==== Available records ====
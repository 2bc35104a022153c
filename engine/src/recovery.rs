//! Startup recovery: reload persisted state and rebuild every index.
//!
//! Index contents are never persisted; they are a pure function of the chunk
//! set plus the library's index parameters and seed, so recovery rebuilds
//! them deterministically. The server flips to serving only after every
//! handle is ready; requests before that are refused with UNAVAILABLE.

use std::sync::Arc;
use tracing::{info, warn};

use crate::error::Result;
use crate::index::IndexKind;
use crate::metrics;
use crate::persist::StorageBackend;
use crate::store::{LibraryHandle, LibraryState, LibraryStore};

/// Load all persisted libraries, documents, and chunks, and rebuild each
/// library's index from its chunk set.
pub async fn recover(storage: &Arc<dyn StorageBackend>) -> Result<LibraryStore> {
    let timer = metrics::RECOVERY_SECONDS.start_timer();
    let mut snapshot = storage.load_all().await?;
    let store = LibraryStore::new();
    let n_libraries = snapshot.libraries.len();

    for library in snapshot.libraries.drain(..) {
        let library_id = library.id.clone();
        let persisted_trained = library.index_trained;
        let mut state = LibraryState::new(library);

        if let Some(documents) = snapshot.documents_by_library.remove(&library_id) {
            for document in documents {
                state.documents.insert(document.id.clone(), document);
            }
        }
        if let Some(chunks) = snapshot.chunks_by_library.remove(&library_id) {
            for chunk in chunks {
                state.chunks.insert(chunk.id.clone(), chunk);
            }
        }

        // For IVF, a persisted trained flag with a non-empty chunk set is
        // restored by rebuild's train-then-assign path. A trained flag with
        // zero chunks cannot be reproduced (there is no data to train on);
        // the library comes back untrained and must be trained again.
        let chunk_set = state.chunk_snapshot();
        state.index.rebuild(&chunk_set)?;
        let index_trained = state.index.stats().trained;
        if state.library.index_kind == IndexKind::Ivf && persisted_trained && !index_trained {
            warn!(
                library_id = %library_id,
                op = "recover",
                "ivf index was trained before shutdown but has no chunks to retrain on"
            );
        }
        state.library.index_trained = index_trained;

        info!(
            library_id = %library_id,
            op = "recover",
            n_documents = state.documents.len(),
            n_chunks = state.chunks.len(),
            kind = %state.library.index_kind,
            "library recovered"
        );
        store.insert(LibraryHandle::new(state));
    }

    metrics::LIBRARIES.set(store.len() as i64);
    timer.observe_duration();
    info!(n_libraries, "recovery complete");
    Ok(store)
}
====
==== Available records ====
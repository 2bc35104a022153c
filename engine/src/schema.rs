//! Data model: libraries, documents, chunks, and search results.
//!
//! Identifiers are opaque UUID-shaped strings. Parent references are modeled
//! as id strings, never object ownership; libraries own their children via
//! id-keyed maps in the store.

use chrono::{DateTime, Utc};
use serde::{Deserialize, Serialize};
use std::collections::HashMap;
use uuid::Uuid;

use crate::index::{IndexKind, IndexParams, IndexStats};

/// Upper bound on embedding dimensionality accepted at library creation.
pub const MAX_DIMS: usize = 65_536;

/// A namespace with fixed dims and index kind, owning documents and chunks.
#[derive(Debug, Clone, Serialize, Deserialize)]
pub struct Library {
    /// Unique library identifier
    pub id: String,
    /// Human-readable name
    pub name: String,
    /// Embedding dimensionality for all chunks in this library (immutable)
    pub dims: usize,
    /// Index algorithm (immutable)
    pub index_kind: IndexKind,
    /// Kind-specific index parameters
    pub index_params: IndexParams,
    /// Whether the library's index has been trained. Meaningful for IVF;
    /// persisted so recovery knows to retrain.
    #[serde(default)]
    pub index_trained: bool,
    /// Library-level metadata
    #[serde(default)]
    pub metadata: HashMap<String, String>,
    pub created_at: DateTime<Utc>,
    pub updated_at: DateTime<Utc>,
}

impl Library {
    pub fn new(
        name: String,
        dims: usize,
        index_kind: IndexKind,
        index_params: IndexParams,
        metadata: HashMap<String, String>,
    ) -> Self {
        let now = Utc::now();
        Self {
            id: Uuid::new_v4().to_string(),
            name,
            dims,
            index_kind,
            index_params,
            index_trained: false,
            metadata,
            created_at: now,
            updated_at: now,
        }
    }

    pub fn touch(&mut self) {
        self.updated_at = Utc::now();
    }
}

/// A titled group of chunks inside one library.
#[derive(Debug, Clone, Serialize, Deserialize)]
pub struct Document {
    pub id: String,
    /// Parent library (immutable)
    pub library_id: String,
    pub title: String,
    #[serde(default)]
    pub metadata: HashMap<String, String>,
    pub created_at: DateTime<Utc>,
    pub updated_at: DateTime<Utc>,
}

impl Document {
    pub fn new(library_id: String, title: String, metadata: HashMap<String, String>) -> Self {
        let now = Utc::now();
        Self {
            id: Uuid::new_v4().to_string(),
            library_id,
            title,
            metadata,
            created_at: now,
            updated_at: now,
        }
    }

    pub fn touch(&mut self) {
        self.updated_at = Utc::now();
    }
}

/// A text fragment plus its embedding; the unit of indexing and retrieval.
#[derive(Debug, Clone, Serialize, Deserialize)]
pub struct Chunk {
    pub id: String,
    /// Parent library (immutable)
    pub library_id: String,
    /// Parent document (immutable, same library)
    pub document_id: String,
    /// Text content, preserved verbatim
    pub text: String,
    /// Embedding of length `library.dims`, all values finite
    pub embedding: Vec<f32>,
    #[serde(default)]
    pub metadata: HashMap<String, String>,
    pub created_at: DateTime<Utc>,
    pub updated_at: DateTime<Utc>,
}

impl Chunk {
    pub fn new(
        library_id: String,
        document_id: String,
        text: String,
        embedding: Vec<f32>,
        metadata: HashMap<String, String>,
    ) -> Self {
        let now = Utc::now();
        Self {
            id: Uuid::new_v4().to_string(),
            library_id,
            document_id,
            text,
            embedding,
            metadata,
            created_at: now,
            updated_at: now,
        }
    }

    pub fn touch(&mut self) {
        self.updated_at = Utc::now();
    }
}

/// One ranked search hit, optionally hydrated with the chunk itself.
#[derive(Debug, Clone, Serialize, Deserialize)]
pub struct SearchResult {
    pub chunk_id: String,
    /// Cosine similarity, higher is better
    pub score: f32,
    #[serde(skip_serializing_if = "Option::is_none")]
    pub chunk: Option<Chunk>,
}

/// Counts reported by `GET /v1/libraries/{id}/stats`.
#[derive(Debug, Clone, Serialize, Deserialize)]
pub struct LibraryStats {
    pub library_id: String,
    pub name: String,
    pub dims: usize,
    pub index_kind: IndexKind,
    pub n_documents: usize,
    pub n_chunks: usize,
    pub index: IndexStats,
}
====
### What you need to do
Check each line of the material for the word "strings". Copy the ones that have it.

### Answer to this problem
//! Identifiers are opaque UUID-shaped strings. Parent references are modeled
//! as id strings, never object ownership; libraries own their children via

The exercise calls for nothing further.